Hull Moving Average: The Low-Lag Line That Rides Gold
What the Hull Moving Average actually is
Start with the problem it solves. A plain moving average is slow on purpose, so it smooths out noise, but that smoothing means it turns late and you enter a trend well after it began.
The Hull Moving Average, or HMA, is one answer to that lag. It takes a couple of weighted averages, one fast and one slow, subtracts to cancel most of the delay, then smooths the result so it stays readable.
Look at the left panel. Both lines track the same dip, but the Hull turns up near the actual bottom while the simple average is still pointing down for another several bars.

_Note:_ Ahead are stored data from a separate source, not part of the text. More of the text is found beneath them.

//! NaN-aware periodic-boundary 1D convolution.
//!
//! The convolution runs in two strictly sequential passes over
//! separate buffers:
//!
//! 1. **Repair**: every NaN sample is replaced by the weighted average
//!    of the valid samples inside its kernel window. A NaN surrounded
//!    entirely by NaNs (or whose contributing weights sum to zero)
//!    cannot be repaired and passes through unchanged.
//! 2. **Convolve**: every valid sample of the repaired signal is
//!    replaced by its weighted window average, normalized by the sum
//!    of the weights that actually contributed.
//!
//! Normalizing by the contributed weight sum rather than the full
//! kernel sum keeps the result locally unbiased when windows still
//! contain unrepairable NaNs. Window indices past either end of the
//! signal wrap modulo its length, so the signal is treated as one
//! period of a cyclic function and the operation is equivariant under
//! circular shifts.

use num_traits::Float;

#[cfg(feature = "alloc")]
mod kernels;
#[cfg(feature = "alloc")]
pub use kernels::*;

#[cfg(feature = "alloc")]
use crate::kernel::{ExecInvariantViolation, KernelLifecycle};
#[cfg(feature = "alloc")]
use alloc::vec::Vec;

/// Wrap a window index into `[0, n)`.
///
/// `rem_euclid` yields a non-negative residue for negative indices,
/// which the `%` operator does not.
#[inline]
fn wrap_index(ii: isize, n: usize) -> usize {
    ii.rem_euclid(n as isize) as usize
}

/// Weighted average of the valid samples in the kernel window
/// centered on `center`, wrapping at the boundary.
///
/// Returns `None` when no valid sample contributed or the
/// contributing weights cancelled to exactly zero, in which case the
/// caller passes the original sample through.
fn windowed_average<F: Float>(x: &[F], weights: &[F], center: usize) -> Option<F> {
    let n = x.len();
    let half = (weights.len() / 2) as isize;
    let mut top = F::zero();
    let mut bot = F::zero();
    for (k, &w) in weights.iter().enumerate() {
        let ii = center as isize + k as isize - half;
        let val = x[wrap_index(ii, n)];
        if !val.is_nan() {
            top = top + val * w;
            bot = bot + w;
        }
    }
    if bot != F::zero() {
        Some(top / bot)
    } else {
        None
    }
}

/// Pass 1: copy `signal` into `fixed`, replacing repairable NaNs.
///
/// Reads only `signal`, so a repaired value never feeds the repair of
/// a later index within the same pass.
pub(crate) fn repair_pass<F: Float>(signal: &[F], weights: &[F], fixed: &mut [F]) {
    for (i, out) in fixed.iter_mut().enumerate() {
        *out = if signal[i].is_nan() {
            windowed_average(signal, weights, i).unwrap_or(signal[i])
        } else {
            signal[i]
        };
    }
}

/// Pass 2: convolve the repaired signal into `out`.
///
/// Unrepairable NaNs pass through; every other sample becomes its
/// normalized weighted window average.
pub(crate) fn convolve_pass<F: Float>(fixed: &[F], weights: &[F], out: &mut [F]) {
    for (i, out) in out.iter_mut().enumerate() {
        *out = if fixed[i].is_nan() {
            fixed[i]
        } else {
            windowed_average(fixed, weights, i).unwrap_or(fixed[i])
        };
    }
}

/// Replace NaN samples with locally interpolated values.
///
/// This is the repair pass alone: valid samples copy through
/// untouched, NaN samples become the weighted average of the valid
/// samples in their kernel window (wrapping at the boundary), and NaN
/// samples with no valid window neighbor stay NaN.
///
/// `weights` must have odd length; the signal must be non-empty.
///
/// # Examples
/// ```
/// use wrapconv::signal::convolve::repair_nan;
///
/// let signal = [1.0f64, f64::NAN, 3.0];
/// let fixed = repair_nan(&signal, &[1.0, 1.0, 1.0]).unwrap();
/// assert_eq!(fixed, vec![1.0, 2.0, 3.0]);
/// ```
#[cfg(feature = "alloc")]
pub fn repair_nan<F: Float>(
    signal: &[F],
    weights: &[F],
) -> Result<Vec<F>, ExecInvariantViolation> {
    let kernel = NanRepairKernel::try_new(NanRepairConfig {
        weights: weights.to_vec(),
    })
    .map_err(ExecInvariantViolation::from)?;
    crate::signal::traits::NanRepair1D::run_alloc(&kernel, signal)
}

/// Convolve a signal against odd-length weights with periodic
/// boundary handling and NaN-aware normalization.
///
/// Composes the repair pass with the convolution pass. The output has
/// the signal's length and contains NaN only at positions that were
/// NaN in the input and could not be repaired from their window.
///
/// # Examples
/// ```
/// use approx::assert_relative_eq;
/// use wrapconv::signal::convolve::wrap_convolve;
///
/// // Boxcar smoothing with wrap-around at both ends.
/// let signal = [1.0f64, 2.0, 3.0, 4.0, 5.0];
/// let y = wrap_convolve(&signal, &[1.0, 1.0, 1.0]).unwrap();
/// assert_relative_eq!(y[0], (5.0 + 1.0 + 2.0) / 3.0);
/// assert_relative_eq!(y[2], 3.0);
/// ```
#[cfg(feature = "alloc")]
pub fn wrap_convolve<F: Float>(
    signal: &[F],
    weights: &[F],
) -> Result<Vec<F>, ExecInvariantViolation> {
    let kernel = WrapConvolveKernel::try_new(WrapConvolveConfig {
        weights: weights.to_vec(),
    })
    .map_err(ExecInvariantViolation::from)?;
    crate::signal::traits::WrapConvolve1D::run_alloc(&kernel, signal)
}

That head start is the whole appeal.
You do not need the formula to trade it, but here it is in plain terms. The Hull takes a weighted average of a short window, doubles it, subtracts a weighted average of the full window, then smooths that with a final average over the square root of the length.
If that reads like noise, ignore it. The line is one click on any charting platform, and the only thing you read off it is direction.
Reading the Hull line by its slope
The simplest way to use the Hull is not a cross at all. It is the colour of the line, set by which way it is pointing.
Rising Hull, coloured green, means the trend is up and you want longs. Falling Hull, coloured red, means the trend is down or stalling, so you stand aside or look short. That is the entire read.
Here is that read on real gold. The line runs red down into the low, then the slope rolls over and it prints green.
That green flip is a buy signal on its own, and because the Hull has so little lag, it arrives days before a normal average would agree.
Two other lines sit on that chart, and you will see them on every example below, so meet them now.
- The 200-day EMA is a slow exponential moving average of the last 200 days. Price above a rising one means the bigger trend is up, and it is the regime filter that keeps you on the right side of the market.
- ADX is a standard trend-strength gauge that runs from zero upward. A reading above about 22 means a real trend is underway rather than chop, and it is free on TradingView. The cleanest Hull signals fire when ADX is already above that line.
Three ways to trade the Hull Moving Average
The Hull gives you the same tool in three flavours, and the data says all three work on gold. They differ in how many signals they give and how jumpy each one is.
Here they are, best to worst by profit factor over the full eight years. Tap a row to jump to its rules.
| Setup | Trades | Profit factor | Net on $1,000 |
|---|---|---|---|
| Fast/slow Hull cross | 89 | 1.92 | +104% |
| Price crosses the Hull | 93 | 1.89 | +88% |
| The slope flip | 93 | 1.88 | +89% |
A word on profit factor, since it carries the table. It is every dollar the strategy won divided by every dollar it lost.
Above 1.0 it makes money; a 1.9 means it won about $1.90 for every $1 given back. Read all three against that.
The three numbers are almost a tie. That is worth more than any single one being high, because it says the edge is in the Hull line itself, not in one lucky variant.
1. The fast/slow Hull cross
This is the strongest of the three, and it works like a classic two-line crossover with the lag stripped out.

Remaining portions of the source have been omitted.